# Your goal
Each line that includes the word "parsed" should be copied from the records.
Records for the exercise section start
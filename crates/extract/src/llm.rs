use anyhow::{Context, Result};
use serde::de::DeserializeOwned;
use serde::{Deserialize, Serialize};
use tracing::warn;

use crate::prompt::build_retry_prompt;

/// Minimal Ollama `/api/generate` client, always asking for JSON output.
#[derive(Clone)]
pub struct OllamaClient {
    base_url: String,
    model: String,
    client: reqwest::Client,
}

#[derive(Serialize)]
struct GenerateRequest<'a> {
    model: &'a str,
    prompt: &'a str,
    stream: bool,
    format: &'static str,
    options: GenerateOptions,
}

/// Tagging must be repeatable for the same article.
#[derive(Serialize)]
struct GenerateOptions {
    temperature: f32,
}

#[derive(Deserialize)]
struct GenerateResponse {
    response: String,
}

impl OllamaClient {
    pub fn new(base_url: impl Into<String>, model: impl Into<String>) -> Self {
        Self {
            base_url: base_url.into().trim_end_matches('/').to_string(),
            model: model.into(),
            client: reqwest::Client::new(),
        }
    }

    /// Raw completion text.
    pub async fn generate(&self, prompt: &str) -> Result<String> {
        let body = GenerateRequest {
            model: &self.model,
            prompt,
            stream: false,
            format: "json",
            options: GenerateOptions { temperature: 0.0 },
        };

        let resp = self
            .client
            .post(format!("{}/api/generate", self.base_url))
            .json(&body)
            .send()
            .await
            .with_context(|| format!("Ollama unreachable at {}", self.base_url))?;

        let status = resp.status();
        if !status.is_success() {
            anyhow::bail!("Ollama generate returned {} for model {}", status, self.model);
        }

        let parsed: GenerateResponse = resp.json().await.context("Malformed Ollama generate body")?;
        Ok(parsed.response)
    }

    /// Completion decoded as `T`. A completion that does not decode is sent
    /// back for repair up to `max_repairs` times.
    pub async fn generate_json<T: DeserializeOwned>(&self, prompt: &str, max_repairs: usize) -> Result<T> {
        let mut completion = self.generate(prompt).await?;
        let mut repairs = 0;

        loop {
            match serde_json::from_str::<T>(&completion) {
                Ok(value) => return Ok(value),
                Err(e) if repairs >= max_repairs => {
                    return Err(e).with_context(|| {
                        format!("{} still produced invalid JSON after {} repairs", self.model, repairs)
                    });
                }
                Err(e) => {
                    repairs += 1;
                    warn!(model = %self.model, repair = repairs, error = %e, "invalid JSON from model, asking for repair");
                    completion = self.generate(&build_retry_prompt(&completion)).await?;
                }
            }
        }
    }
}
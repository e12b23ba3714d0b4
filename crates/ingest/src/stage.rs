use std::sync::Arc;
use std::time::Duration;

use tracing::debug;

use crate::article::{ArticleId, CanonicalArticle, RawArticle};
use crate::embedding::EmbeddingPort;
use crate::error::{NewsError, bounded};
use crate::normalizer::matching_text;

/// Validates raw input and attaches an id, normalized text and embedding.
#[derive(Clone)]
pub struct IngestionStage {
    embedder: Arc<dyn EmbeddingPort>,
    dimension: usize,
}

impl IngestionStage {
    pub fn new(embedder: Arc<dyn EmbeddingPort>, dimension: usize) -> Self {
        Self { embedder, dimension }
    }

    pub fn validate(raw: &RawArticle) -> Result<(), NewsError> {
        if raw.headline.trim().is_empty() {
            return Err(NewsError::Validation("headline is empty".to_string()));
        }
        if raw.content.trim().is_empty() {
            return Err(NewsError::Validation(format!(
                "content is empty for '{}'",
                raw.headline.trim()
            )));
        }
        Ok(())
    }

    pub async fn ingest(
        &self,
        raw: &RawArticle,
        timeout: Duration,
    ) -> Result<CanonicalArticle, NewsError> {
        Self::validate(raw)?;

        let normalized_text = matching_text(&raw.headline, &raw.content);
        let embedding = bounded("embedding", timeout, self.embedder.embed(&normalized_text)).await?;

        if embedding.len() != self.dimension {
            return Err(NewsError::Port(anyhow::anyhow!(
                "embedding dimension {} does not match configured {}",
                embedding.len(),
                self.dimension
            )));
        }

        let article = CanonicalArticle {
            id: ArticleId::generate(),
            headline: raw.headline.clone(),
            content: raw.content.clone(),
            source: raw.source.clone(),
            published_at: raw.published_at,
            url: raw.url.clone(),
            normalized_text,
            embedding,
        };

        debug!(id = %article.id, source = %article.source, "article ingested");
        Ok(article)
    }
}

#[cfg(test)]
mod tests {
    use super::*;
    use async_trait::async_trait;
    use chrono::{TimeZone, Utc};

    struct LengthEmbedder {
        dimension: usize,
    }

    #[async_trait]
    impl EmbeddingPort for LengthEmbedder {
        async fn embed(&self, text: &str) -> anyhow::Result<Vec<f32>> {
            let mut v = vec![0.0; self.dimension];
            v[0] = text.len() as f32;
            Ok(v)
        }
    }

    fn raw(headline: &str, content: &str) -> RawArticle {
        RawArticle::new(
            headline,
            content,
            "Mint",
            Utc.with_ymd_and_hms(2024, 1, 15, 10, 0, 0).unwrap(),
        )
    }

    #[tokio::test]
    async fn test_ingest_preserves_original_text() {
        let stage = IngestionStage::new(Arc::new(LengthEmbedder { dimension: 4 }), 4);
        let article = stage
            .ingest(&raw("HDFC Bank  Q3", "Profit ROSE 18%"), Duration::from_secs(1))
            .await
            .unwrap();

        assert_eq!(article.headline, "HDFC Bank  Q3");
        assert_eq!(article.content, "Profit ROSE 18%");
        assert_eq!(article.normalized_text, "hdfc bank q3 profit rose 18%");
        assert_eq!(article.embedding.len(), 4);
    }

    #[tokio::test]
    async fn test_rejects_empty_fields() {
        let stage = IngestionStage::new(Arc::new(LengthEmbedder { dimension: 4 }), 4);

        let err = stage
            .ingest(&raw("   ", "body"), Duration::from_secs(1))
            .await
            .unwrap_err();
        assert_eq!(err.kind(), "validation");

        let err = stage
            .ingest(&raw("Headline", "\n\t"), Duration::from_secs(1))
            .await
            .unwrap_err();
        assert_eq!(err.kind(), "validation");
    }

    #[tokio::test]
    async fn test_dimension_mismatch_is_port_error() {
        let stage = IngestionStage::new(Arc::new(LengthEmbedder { dimension: 3 }), 4);
        let err = stage
            .ingest(&raw("Headline", "body"), Duration::from_secs(1))
            .await
            .unwrap_err();
        assert_eq!(err.kind(), "port");
    }

    #[tokio::test]
    async fn test_ids_are_unique() {
        let stage = IngestionStage::new(Arc::new(LengthEmbedder { dimension: 2 }), 2);
        let a = stage.ingest(&raw("A", "body"), Duration::from_secs(1)).await.unwrap();
        let b = stage.ingest(&raw("A", "body"), Duration::from_secs(1)).await.unwrap();
        assert_ne!(a.id, b.id);
    }
}
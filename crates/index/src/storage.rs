use std::sync::Arc;
use std::time::Duration;

use tracing::{debug, warn};

use crate::ports::{MetadataStorePort, VectorIndexPort};
use crate::record::StoredRecord;
use ingest::{ArticleId, NewsError, bounded};

/// Dual write: vector index first, then metadata. Committed only when both
/// land; when one write fails the other is rolled back so no half-written
/// record stays visible.
#[derive(Clone)]
pub struct StorageStage {
    metadata: Arc<dyn MetadataStorePort>,
    vectors: Arc<dyn VectorIndexPort>,
}

impl StorageStage {
    pub fn new(metadata: Arc<dyn MetadataStorePort>, vectors: Arc<dyn VectorIndexPort>) -> Self {
        Self { metadata, vectors }
    }

    pub fn metadata(&self) -> &Arc<dyn MetadataStorePort> {
        &self.metadata
    }

    pub async fn store(&self, record: StoredRecord, timeout: Duration) -> Result<ArticleId, NewsError> {
        let id = record.id;

        let vector_write = bounded("vector_index", timeout, self.vectors.upsert(id, &record.embedding)).await;
        let metadata_write = bounded("metadata_store", timeout, self.metadata.put(record)).await;

        match (vector_write, metadata_write) {
            (Ok(()), Ok(())) => {
                debug!(record_id = %id, "record committed");
                Ok(id)
            }
            (Err(vector_err), Err(metadata_err)) => {
                warn!(record_id = %id, metadata_error = %metadata_err, "both storage writes failed");
                Err(vector_err)
            }
            (Err(err), Ok(())) => {
                let rollback = bounded("metadata_store", timeout, self.metadata.delete(id)).await;
                Err(inconsistent(id, format!("vector index failed: {err}"), "metadata", rollback))
            }
            (Ok(()), Err(err)) => {
                let rollback = bounded("vector_index", timeout, self.vectors.delete(id)).await;
                Err(inconsistent(id, format!("metadata store failed: {err}"), "vector", rollback))
            }
        }
    }
}

fn inconsistent(id: ArticleId, cause: String, written: &str, rollback: Result<(), NewsError>) -> NewsError {
    let detail = match rollback {
        Ok(()) => format!("{cause}; {written} write rolled back"),
        Err(e) => {
            warn!(record_id = %id, error = %e, "rollback failed, record left half-written");
            format!("{cause}; {written} rollback failed: {e}")
        }
    };
    NewsError::StorageConsistency {
        id: id.to_string(),
        detail,
    }
}
use serde::{Deserialize, Serialize};
use std::collections::BTreeSet;

#[derive(Debug, Clone, Copy, PartialEq, Eq, Hash, Serialize, Deserialize)]
#[serde(rename_all = "lowercase")]
pub enum EntityKind {
    Company,
    Sector,
    Regulator,
    Person,
    Event,
}

impl EntityKind {
    pub const ALL: [EntityKind; 5] = [
        EntityKind::Company,
        EntityKind::Sector,
        EntityKind::Regulator,
        EntityKind::Person,
        EntityKind::Event,
    ];

    pub fn label(&self) -> &'static str {
        match self {
            EntityKind::Company => "company",
            EntityKind::Sector => "sector",
            EntityKind::Regulator => "regulator",
            EntityKind::Person => "person",
            EntityKind::Event => "event",
        }
    }
}

/// Structured tags attached to one article. All sets are case-insensitively unique.
#[derive(Debug, Clone, Default, PartialEq, Eq, Serialize, Deserialize)]
pub struct EntitySet {
    pub companies: BTreeSet<String>,
    pub sectors: BTreeSet<String>,
    pub regulators: BTreeSet<String>,
    pub people: BTreeSet<String>,
    pub events: BTreeSet<String>,
}

impl EntitySet {
    pub fn get(&self, kind: EntityKind) -> &BTreeSet<String> {
        match kind {
            EntityKind::Company => &self.companies,
            EntityKind::Sector => &self.sectors,
            EntityKind::Regulator => &self.regulators,
            EntityKind::Person => &self.people,
            EntityKind::Event => &self.events,
        }
    }

    fn get_mut(&mut self, kind: EntityKind) -> &mut BTreeSet<String> {
        match kind {
            EntityKind::Company => &mut self.companies,
            EntityKind::Sector => &mut self.sectors,
            EntityKind::Regulator => &mut self.regulators,
            EntityKind::Person => &mut self.people,
            EntityKind::Event => &mut self.events,
        }
    }

    /// Insert unless an entry equal ignoring case is already present.
    /// Returns whether the value was added.
    pub fn insert(&mut self, kind: EntityKind, value: &str) -> bool {
        let value = value.trim();
        if value.is_empty() || self.contains(kind, value) {
            return false;
        }
        self.get_mut(kind).insert(value.to_string())
    }

    pub fn contains(&self, kind: EntityKind, value: &str) -> bool {
        self.get(kind).iter().any(|v| v.eq_ignore_ascii_case(value.trim()))
    }

    pub fn merge(&mut self, other: &EntitySet) {
        for kind in EntityKind::ALL {
            for value in other.get(kind) {
                self.insert(kind, value);
            }
        }
    }

    pub fn len(&self) -> usize {
        EntityKind::ALL.iter().map(|k| self.get(*k).len()).sum()
    }

    pub fn is_empty(&self) -> bool {
        self.len() == 0
    }
}

#[derive(Debug, Clone, Copy, PartialEq, Eq, PartialOrd, Ord, Hash, Serialize, Deserialize)]
#[serde(rename_all = "lowercase")]
pub enum ImpactBasis {
    Regulator,
    Sector,
    Direct,
}

impl ImpactBasis {
    /// Higher wins when one symbol is reached through several bases
    pub fn precedence(&self) -> u8 {
        match self {
            ImpactBasis::Direct => 3,
            ImpactBasis::Sector => 2,
            ImpactBasis::Regulator => 1,
        }
    }
}

#[derive(Debug, Clone, PartialEq, Serialize, Deserialize)]
pub struct StockImpact {
    pub symbol: String,
    /// In [0, 1]
    pub confidence: f32,
    pub basis: ImpactBasis,
    pub reason: String,
}
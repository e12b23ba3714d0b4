pub mod cache;
pub mod config;
pub mod context;
pub mod metrics;
pub mod orchestrator;
pub mod retry;

pub use cache::{CacheStats, CachedEmbedder};
pub use config::{CacheConfig, OperationMode, PipelineConfig, RetryConfig, TimeoutConfig};
pub use context::{CancelHandle, RunContext};
pub use metrics::{MetricsSnapshot, PipelineMetrics, TimedOperation};
pub use orchestrator::{
    ArticleOutcome, BatchCounts, BatchReport, PipelineOrchestrator, PipelinePorts, PipelineStats,
};
pub use retry::RetryPolicy;
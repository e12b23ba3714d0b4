use std::collections::BTreeMap;

use extract::{EntityKind, EntitySet, StockImpact};

use crate::scoring::{EntityMatch, MatchPath};

/// Why one result was returned, e.g.
/// `semantic similarity 0.82; company: HDFC Bank; strongest targeted impact HDFCBANK 1.00 (direct)`.
pub fn explain_result(
    cosine: f32,
    semantic_hit: bool,
    found: &EntityMatch,
    strongest: Option<&StockImpact>,
) -> String {
    let mut parts = Vec::new();

    if semantic_hit {
        parts.push(format!("semantic similarity {:.2}", cosine));
    }
    if found.paths.contains(&MatchPath::Company) {
        parts.push(format!("company: {}", join(found.matched.get(EntityKind::Company))));
    }
    if found.paths.contains(&MatchPath::Sector) {
        let direct: Vec<&String> = found
            .matched
            .sectors
            .iter()
            .filter(|s| !found.expansions.iter().any(|(sector, _)| sector == *s))
            .collect();
        parts.push(format!("sector: {}", join(direct)));
    }
    if found.paths.contains(&MatchPath::SectorExpansion) {
        let via: Vec<String> = found
            .expansions
            .iter()
            .map(|(sector, company)| format!("{} via {}", sector, company))
            .collect();
        parts.push(format!("sector expansion: {}", via.join(", ")));
    }
    if found.paths.contains(&MatchPath::Regulator) {
        parts.push(format!("regulator: {}", join(found.matched.get(EntityKind::Regulator))));
    }
    if found.paths.contains(&MatchPath::Event) {
        parts.push(format!("event: {}", join(found.matched.get(EntityKind::Event))));
    }
    if let Some(impact) = strongest {
        parts.push(format!(
            "strongest targeted impact {} {:.2} ({})",
            impact.symbol,
            impact.confidence,
            basis_label(impact)
        ));
    }

    if parts.is_empty() {
        "weak semantic match".to_string()
    } else {
        parts.join("; ")
    }
}

/// One-line summary of what the query asked and which paths produced results.
pub fn explain_query(
    entities: &EntitySet,
    path_counts: &BTreeMap<MatchPath, usize>,
    total_results: usize,
    relevance_floor: f32,
) -> String {
    let asked = if entities.is_empty() {
        "No known entities in query, ranked by semantic similarity".to_string()
    } else {
        let described: Vec<String> = EntityKind::ALL
            .iter()
            .filter(|kind| !entities.get(**kind).is_empty())
            .map(|kind| format!("{} {}", plural(*kind), join(entities.get(*kind))))
            .collect();
        format!("Query mentions {}", described.join("; "))
    };

    if total_results == 0 {
        return format!("{}. No stored article cleared the relevance floor of {:.2}.", asked, relevance_floor);
    }

    let paths: Vec<String> = path_counts
        .iter()
        .map(|(path, count)| format!("{} via {}", count, path.label()))
        .collect();
    format!("{}. Found {} result(s): {}.", asked, total_results, paths.join(", "))
}

fn plural(kind: EntityKind) -> &'static str {
    match kind {
        EntityKind::Company => "companies",
        EntityKind::Sector => "sectors",
        EntityKind::Regulator => "regulators",
        EntityKind::Person => "people",
        EntityKind::Event => "events",
    }
}

fn basis_label(impact: &StockImpact) -> &'static str {
    match impact.basis {
        extract::ImpactBasis::Direct => "direct",
        extract::ImpactBasis::Sector => "sector",
        extract::ImpactBasis::Regulator => "regulator",
    }
}

fn join<'a>(values: impl IntoIterator<Item = &'a String>) -> String {
    values.into_iter().map(String::as_str).collect::<Vec<_>>().join(", ")
}

#[cfg(test)]
mod tests {
    use super::*;
    use extract::ImpactBasis;

    #[test]
    fn test_explain_result_names_paths() {
        let mut found = EntityMatch::default();
        found.matched.insert(EntityKind::Company, "HDFC Bank");
        found.paths.insert(MatchPath::Company);
        found.matched.insert(EntityKind::Sector, "Banking");
        found.paths.insert(MatchPath::SectorExpansion);
        found.expansions.push(("Banking".to_string(), "HDFC Bank".to_string()));

        let impact = StockImpact {
            symbol: "HDFCBANK".to_string(),
            confidence: 1.0,
            basis: ImpactBasis::Direct,
            reason: String::new(),
        };
        let text = explain_result(0.823, true, &found, Some(&impact));
        assert_eq!(
            text,
            "semantic similarity 0.82; company: HDFC Bank; sector expansion: Banking via HDFC Bank; \
             strongest targeted impact HDFCBANK 1.00 (direct)"
        );
    }

    #[test]
    fn test_explain_query() {
        let mut entities = EntitySet::default();
        entities.insert(EntityKind::Regulator, "RBI");
        let counts = BTreeMap::from([(MatchPath::Semantic, 2), (MatchPath::Regulator, 1)]);

        assert_eq!(
            explain_query(&entities, &counts, 2, 0.25),
            "Query mentions regulators RBI. Found 2 result(s): 2 via semantic, 1 via regulator."
        );
        assert!(explain_query(&EntitySet::default(), &BTreeMap::new(), 0, 0.25).contains("relevance floor of 0.25"));
    }
}
use anyhow::Result;
use async_trait::async_trait;
use dashmap::DashMap;

use crate::ports::{MetadataStorePort, RecordFilter, VectorIndexPort};
use crate::record::{StoredRecord, sort_recent};
use ingest::{ArticleId, cosine_similarity};

/// Process-local metadata store. Writes to one id are serialized by the map shard lock.
#[derive(Default)]
pub struct InMemoryMetadataStore {
    records: DashMap<ArticleId, StoredRecord>,
}

impl InMemoryMetadataStore {
    pub fn new() -> Self {
        Self::default()
    }
}

#[async_trait]
impl MetadataStorePort for InMemoryMetadataStore {
    async fn put(&self, record: StoredRecord) -> Result<()> {
        self.records.insert(record.id, record);
        Ok(())
    }

    async fn get(&self, id: ArticleId) -> Result<Option<StoredRecord>> {
        Ok(self.records.get(&id).map(|entry| entry.value().clone()))
    }

    async fn query(&self, filter: &RecordFilter) -> Result<Vec<StoredRecord>> {
        let mut matched: Vec<StoredRecord> = self
            .records
            .iter()
            .filter(|entry| filter.matches(entry.value()))
            .map(|entry| entry.value().clone())
            .collect();
        sort_recent(&mut matched);
        Ok(matched)
    }

    async fn list(&self, limit: usize, offset: usize) -> Result<Vec<StoredRecord>> {
        let mut all: Vec<StoredRecord> = self.records.iter().map(|entry| entry.value().clone()).collect();
        sort_recent(&mut all);
        Ok(all.into_iter().skip(offset).take(limit).collect())
    }

    async fn count(&self) -> Result<usize> {
        Ok(self.records.len())
    }

    async fn delete(&self, id: ArticleId) -> Result<()> {
        self.records.remove(&id);
        Ok(())
    }
}

/// Brute-force cosine index.
#[derive(Default)]
pub struct InMemoryVectorIndex {
    vectors: DashMap<ArticleId, Vec<f32>>,
}

impl InMemoryVectorIndex {
    pub fn new() -> Self {
        Self::default()
    }

    pub fn len(&self) -> usize {
        self.vectors.len()
    }

    pub fn is_empty(&self) -> bool {
        self.vectors.is_empty()
    }
}

#[async_trait]
impl VectorIndexPort for InMemoryVectorIndex {
    async fn upsert(&self, id: ArticleId, vector: &[f32]) -> Result<()> {
        self.vectors.insert(id, vector.to_vec());
        Ok(())
    }

    async fn search(&self, vector: &[f32], k: usize) -> Result<Vec<(ArticleId, f32)>> {
        let mut scored: Vec<(ArticleId, f32)> = self
            .vectors
            .iter()
            .map(|entry| (*entry.key(), cosine_similarity(vector, entry.value())))
            .collect();

        scored.sort_by(|a, b| b.1.total_cmp(&a.1).then(a.0.cmp(&b.0)));
        scored.truncate(k);
        Ok(scored)
    }

    async fn delete(&self, id: ArticleId) -> Result<()> {
        self.vectors.remove(&id);
        Ok(())
    }
}

#[cfg(test)]
mod tests {
    use super::*;
    use crate::record::fixtures::record;
    use std::collections::BTreeSet;

    #[tokio::test]
    async fn test_put_overwrites_by_id() {
        let store = InMemoryMetadataStore::new();
        let mut rec = record(9, &["HDFC Bank"], &[]);
        store.put(rec.clone()).await.unwrap();
        rec.headline = "updated".to_string();
        store.put(rec.clone()).await.unwrap();

        assert_eq!(store.count().await.unwrap(), 1);
        assert_eq!(store.get(rec.id).await.unwrap().unwrap().headline, "updated");
        assert!(store.get(ArticleId::generate()).await.unwrap().is_none());

        store.delete(rec.id).await.unwrap();
        store.delete(rec.id).await.unwrap();
        assert_eq!(store.count().await.unwrap(), 0);
    }

    #[tokio::test]
    async fn test_list_pages_newest_first() {
        let store = InMemoryMetadataStore::new();
        for hour in [7, 12, 9, 10] {
            store.put(record(hour, &[], &[])).await.unwrap();
        }

        let page: Vec<String> = store.list(2, 1).await.unwrap().into_iter().map(|r| r.headline).collect();
        assert_eq!(page, vec!["headline 10", "headline 9"]);
        assert!(store.list(5, 10).await.unwrap().is_empty());
    }

    #[tokio::test]
    async fn test_query_by_entities() {
        let store = InMemoryMetadataStore::new();
        store.put(record(9, &["HDFC Bank"], &["Banking"])).await.unwrap();
        store.put(record(10, &["Infosys"], &["IT"])).await.unwrap();

        let filter = RecordFilter {
            sectors: BTreeSet::from(["banking".to_string()]),
            ..RecordFilter::default()
        };
        let hits = store.query(&filter).await.unwrap();
        assert_eq!(hits.len(), 1);
        assert!(hits[0].entities.companies.contains("HDFC Bank"));
    }

    #[tokio::test]
    async fn test_vector_search_ranks_by_cosine() {
        let index = InMemoryVectorIndex::new();
        let near = ArticleId::generate();
        let far = ArticleId::generate();
        index.upsert(near, &[1.0, 0.1]).await.unwrap();
        index.upsert(far, &[0.0, 1.0]).await.unwrap();
        index.upsert(far, &[0.1, 1.0]).await.unwrap();

        let hits = index.search(&[1.0, 0.0], 5).await.unwrap();
        assert_eq!(index.len(), 2);
        assert_eq!(hits[0].0, near);
        assert!(hits[0].1 > hits[1].1);
        assert_eq!(index.search(&[1.0, 0.0], 1).await.unwrap().len(), 1);

        index.delete(near).await.unwrap();
        assert_eq!(index.search(&[1.0, 0.0], 5).await.unwrap()[0].0, far);
    }
}
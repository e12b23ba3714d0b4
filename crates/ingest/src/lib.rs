pub mod article;
pub mod embedding;
pub mod error;
pub mod normalizer;
pub mod reader;
pub mod stage;

pub use article::{ArticleId, CanonicalArticle, RawArticle};
pub use embedding::{EmbeddingPort, cosine_similarity};
pub use error::{NewsError, bounded};
pub use normalizer::{matching_text, normalize_text};
pub use reader::ArticleReader;
pub use stage::IngestionStage;

use anyhow::Result;
use std::path::Path;

/// Load raw articles from a single file or every article file in a directory
pub async fn load_articles(path: &Path) -> Result<Vec<RawArticle>> {
    if path.is_dir() {
        ArticleReader::read_directory(path).await
    } else {
        ArticleReader::read_file(path).await
    }
}
/// Lowercase and collapse every whitespace run to a single space.
pub fn normalize_text(text: &str) -> String {
    text.split_whitespace()
        .map(str::to_lowercase)
        .collect::<Vec<_>>()
        .join(" ")
}

/// Text an article is matched and embedded on.
pub fn matching_text(headline: &str, content: &str) -> String {
    normalize_text(&format!("{}\n{}", headline, content))
}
Records for the exercise section end
# The completed task
        let parsed: GenerateResponse = resp.json().await.context("Malformed Ollama generate body")?;
        Ok(parsed.response)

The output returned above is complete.